ABOUT THIS EXERCISE: The entries should be restated word for word.

Stored data:
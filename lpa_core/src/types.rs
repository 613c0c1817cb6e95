//! Core domain types for Lp(a) conversion.
//!
//! This module defines the fundamental types used throughout the system:
//! - Assay kits and the unit they report in
//! - Risk categories and the bands that partition the nmol/L scale
//! - Conversion, classification and comparison results

use serde::{Deserialize, Serialize};
use std::fmt;

// ============================================================================
// Kit Types
// ============================================================================

/// Unit an assay kit reports its raw measurement in
#[derive(Clone, Copy, Debug, Serialize, Deserialize, PartialEq, Eq, Hash)]
pub enum InputUnit {
    /// Mass concentration
    #[serde(rename = "mg/dL")]
    MassMgDl,
    /// Molar concentration
    #[serde(rename = "nmol/L")]
    MolarNmolL,
}

impl InputUnit {
    /// Get the unit label
    pub fn label(self) -> &'static str {
        match self {
            InputUnit::MassMgDl => "mg/dL",
            InputUnit::MolarNmolL => "nmol/L",
        }
    }

    /// Whether the kit already reports on a molar scale
    pub fn is_molar(self) -> bool {
        matches!(self, InputUnit::MolarNmolL)
    }
}

impl fmt::Display for InputUnit {
    fn fmt(&self, f: &mut fmt::Formatter<'_>) -> fmt::Result {
        f.write_str(self.label())
    }
}

/// Regression coefficients for one assay kit
///
/// The harmonized value is `slope * raw + intercept`.
#[derive(Clone, Debug, Serialize, Deserialize, PartialEq)]
pub struct KitProfile {
    pub name: String,
    pub slope: f64,
    pub intercept: f64,
    pub input_unit: InputUnit,
}

impl KitProfile {
    pub fn new(name: impl Into<String>, slope: f64, intercept: f64, input_unit: InputUnit) -> Self {
        Self {
            name: name.into(),
            slope,
            intercept,
            input_unit,
        }
    }
}

// ============================================================================
// Risk Types
// ============================================================================

/// Clinical risk category for a harmonized Lp(a) value, in increasing severity
#[derive(Clone, Copy, Debug, Serialize, Deserialize, PartialEq, Eq, PartialOrd, Ord, Hash)]
#[serde(rename_all = "snake_case")]
pub enum RiskCategory {
    Low,
    Moderate,
    High,
    VeryHigh,
}

impl RiskCategory {
    /// All categories, lowest first
    pub const ALL: [RiskCategory; 4] = [
        RiskCategory::Low,
        RiskCategory::Moderate,
        RiskCategory::High,
        RiskCategory::VeryHigh,
    ];

    /// Position in the ordered band table (0-3)
    pub fn index(self) -> usize {
        match self {
            RiskCategory::Low => 0,
            RiskCategory::Moderate => 1,
            RiskCategory::High => 2,
            RiskCategory::VeryHigh => 3,
        }
    }

    pub fn label(self) -> &'static str {
        match self {
            RiskCategory::Low => "Low Risk",
            RiskCategory::Moderate => "Moderate Risk",
            RiskCategory::High => "High Risk",
            RiskCategory::VeryHigh => "Very High Risk",
        }
    }
}

impl fmt::Display for RiskCategory {
    fn fmt(&self, f: &mut fmt::Formatter<'_>) -> fmt::Result {
        f.write_str(self.label())
    }
}

/// One band of the risk partition: `[lower_bound, next band's lower_bound)`
#[derive(Clone, Copy, Debug, Serialize, Deserialize, PartialEq)]
pub struct RiskBand {
    pub lower_bound: f64,
    pub category: RiskCategory,
}

// ============================================================================
// Result Types
// ============================================================================

/// Outcome of a forward or inverse conversion
#[derive(Clone, Debug, Serialize, PartialEq)]
pub struct ConversionResult {
    /// IFCC-harmonized value in nmol/L
    pub harmonized: f64,
    /// Value in the kit's own reporting unit
    pub original: f64,
    pub kit: KitProfile,
}

/// Classification of a single harmonized value
#[derive(Clone, Debug, Serialize, PartialEq, Eq)]
pub struct RiskAssessment {
    pub band_index: usize,
    pub category: RiskCategory,
    pub label: &'static str,
}

impl From<RiskCategory> for RiskAssessment {
    fn from(category: RiskCategory) -> Self {
        RiskAssessment {
            band_index: category.index(),
            category,
            label: category.label(),
        }
    }
}

/// Side-by-side classification of two values for the same sample
#[derive(Clone, Debug, Serialize, PartialEq, Eq)]
pub struct Comparison {
    pub primary: RiskAssessment,
    pub secondary: RiskAssessment,
    /// Secondary method lands in a lower band than the primary
    pub is_underestimated: bool,
}
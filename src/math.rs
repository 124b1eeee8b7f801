//! Integer primitives shared by every conversion formula.
//!
//! The formulas are written against division that truncates toward zero and
//! a remainder carrying the sign of the dividend. Rust's `/` and `%` on signed
//! integers already behave this way; these wrappers pin that behaviour down by
//! name so no call site drifts to `div_euclid`/`rem_euclid`.

/// Integer division truncating toward zero.
#[inline]
pub const fn div(a: i32, b: i32) -> i32 {
    a / b
}

/// Remainder consistent with [`div`]: `a - div(a, b) * b`.
#[inline]
pub const fn modulo(a: i32, b: i32) -> i32 {
    a - div(a, b) * b
}

/// [`div`] over `i64`, for formulas whose intermediates outgrow `i32`.
#[inline]
pub const fn div_wide(a: i64, b: i64) -> i64 {
    a / b
}

/// [`modulo`] over `i64`.
#[inline]
pub const fn modulo_wide(a: i64, b: i64) -> i64 {
    a - div_wide(a, b) * b
}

OUTPUT:
filename lpa_core/src/types.rs
repository 613c0c1817cb6e95
//! Core domain types for Lp(a) conversion.
//!
//! This module defines the fundamental types used throughout the system:
//! - Assay kits and the unit they report in
//! - Risk categories and the bands that partition the nmol/L scale
//! - Conversion, classification and comparison results

use serde::{Deserialize, Serialize};
use std::fmt;

// ============================================================================
// Kit Types
// ============================================================================

/// Unit an assay kit reports its raw measurement in
#[derive(Clone, Copy, Debug, Serialize, Deserialize, PartialEq, Eq, Hash)]
pub enum InputUnit {
    /// Mass concentration
    #[serde(rename = "mg/dL")]
    MassMgDl,
    /// Molar concentration
    #[serde(rename = "nmol/L")]
    MolarNmolL,
}

impl InputUnit {
    /// Get the unit label
    pub fn label(self) -> &'static str {
        match self {
            InputUnit::MassMgDl => "mg/dL",
            InputUnit::MolarNmolL => "nmol/L",
        }
    }

    /// Whether the kit already reports on a molar scale
    pub fn is_molar(self) -> bool {
        matches!(self, InputUnit::MolarNmolL)
    }
}

impl fmt::Display for InputUnit {
    fn fmt(&self, f: &mut fmt::Formatter<'_>) -> fmt::Result {
        f.write_str(self.label())
    }
}

/// Regression coefficients for one assay kit
///
/// The harmonized value is `slope * raw + intercept`.
#[derive(Clone, Debug, Serialize, Deserialize, PartialEq)]
pub struct KitProfile {
    pub name: String,
    pub slope: f64,
    pub intercept: f64,
    pub input_unit: InputUnit,
}

impl KitProfile {
    pub fn new(name: impl Into<String>, slope: f64, intercept: f64, input_unit: InputUnit) -> Self {
        Self {
            name: name.into(),
            slope,
            intercept,
            input_unit,
        }
    }
}

// ============================================================================
// Risk Types
// ============================================================================

/// Clinical risk category for a harmonized Lp(a) value, in increasing severity
#[derive(Clone, Copy, Debug, Serialize, Deserialize, PartialEq, Eq, PartialOrd, Ord, Hash)]
#[serde(rename_all = "snake_case")]
pub enum RiskCategory {
    Low,
    Moderate,
    High,
    VeryHigh,
}

impl RiskCategory {
    /// All categories, lowest first
    pub const ALL: [RiskCategory; 4] = [
        RiskCategory::Low,
        RiskCategory::Moderate,
        RiskCategory::High,
        RiskCategory::VeryHigh,
    ];

    /// Position in the ordered band table (0-3)
    pub fn index(self) -> usize {
        match self {
            RiskCategory::Low => 0,
            RiskCategory::Moderate => 1,
            RiskCategory::High => 2,
            RiskCategory::VeryHigh => 3,
        }
    }

    pub fn label(self) -> &'static str {
        match self {
            RiskCategory::Low => "Low Risk",
            RiskCategory::Moderate => "Moderate Risk",
            RiskCategory::High => "High Risk",
            RiskCategory::VeryHigh => "Very High Risk",
        }
    }
}

impl fmt::Display for RiskCategory {
    fn fmt(&self, f: &mut fmt::Formatter<'_>) -> fmt::Result {
        f.write_str(self.label())
    }
}

/// One band of the risk partition: `[lower_bound, next band's lower_bound)`
#[derive(Clone, Copy, Debug, Serialize, Deserialize, PartialEq)]
pub struct RiskBand {
    pub lower_bound: f64,
    pub category: RiskCategory,
}

// ============================================================================
// Result Types
// ============================================================================

/// Outcome of a forward or inverse conversion
#[derive(Clone, Debug, Serialize, PartialEq)]
pub struct ConversionResult {
    /// IFCC-harmonized value in nmol/L
    pub harmonized: f64,
    /// Value in the kit's own reporting unit
    pub original: f64,
    pub kit: KitProfile,
}

/// Classification of a single harmonized value
#[derive(Clone, Debug, Serialize, PartialEq, Eq)]
pub struct RiskAssessment {
    pub band_index: usize,
    pub category: RiskCategory,
    pub label: &'static str,
}

impl From<RiskCategory> for RiskAssessment {
    fn from(category: RiskCategory) -> Self {
        RiskAssessment {
            band_index: category.index(),
            category,
            label: category.label(),
        }
    }
}

/// Side-by-side classification of two values for the same sample
#[derive(Clone, Debug, Serialize, PartialEq, Eq)]
pub struct Comparison {
    pub primary: RiskAssessment,
    pub secondary: RiskAssessment,
    /// Secondary method lands in a lower band than the primary
    pub is_underestimated: bool,
}
filename src/math.rs
repository 124b1eeee8b7f801
//! Integer primitives shared by every conversion formula.
//!
//! The formulas are written against division that truncates toward zero and
//! a remainder carrying the sign of the dividend. Rust's `/` and `%` on signed
//! integers already behave this way; these wrappers pin that behaviour down by
//! name so no call site drifts to `div_euclid`/`rem_euclid`.

/// Integer division truncating toward zero.
#[inline]
pub const fn div(a: i32, b: i32) -> i32 {
    a / b
}

/// Remainder consistent with [`div`]: `a - div(a, b) * b`.
#[inline]
pub const fn modulo(a: i32, b: i32) -> i32 {
    a - div(a, b) * b
}

/// [`div`] over `i64`, for formulas whose intermediates outgrow `i32`.
#[inline]
pub const fn div_wide(a: i64, b: i64) -> i64 {
    a / b
}

/// [`modulo`] over `i64`.
#[inline]
pub const fn modulo_wide(a: i64, b: i64) -> i64 {
    a - div_wide(a, b) * b
}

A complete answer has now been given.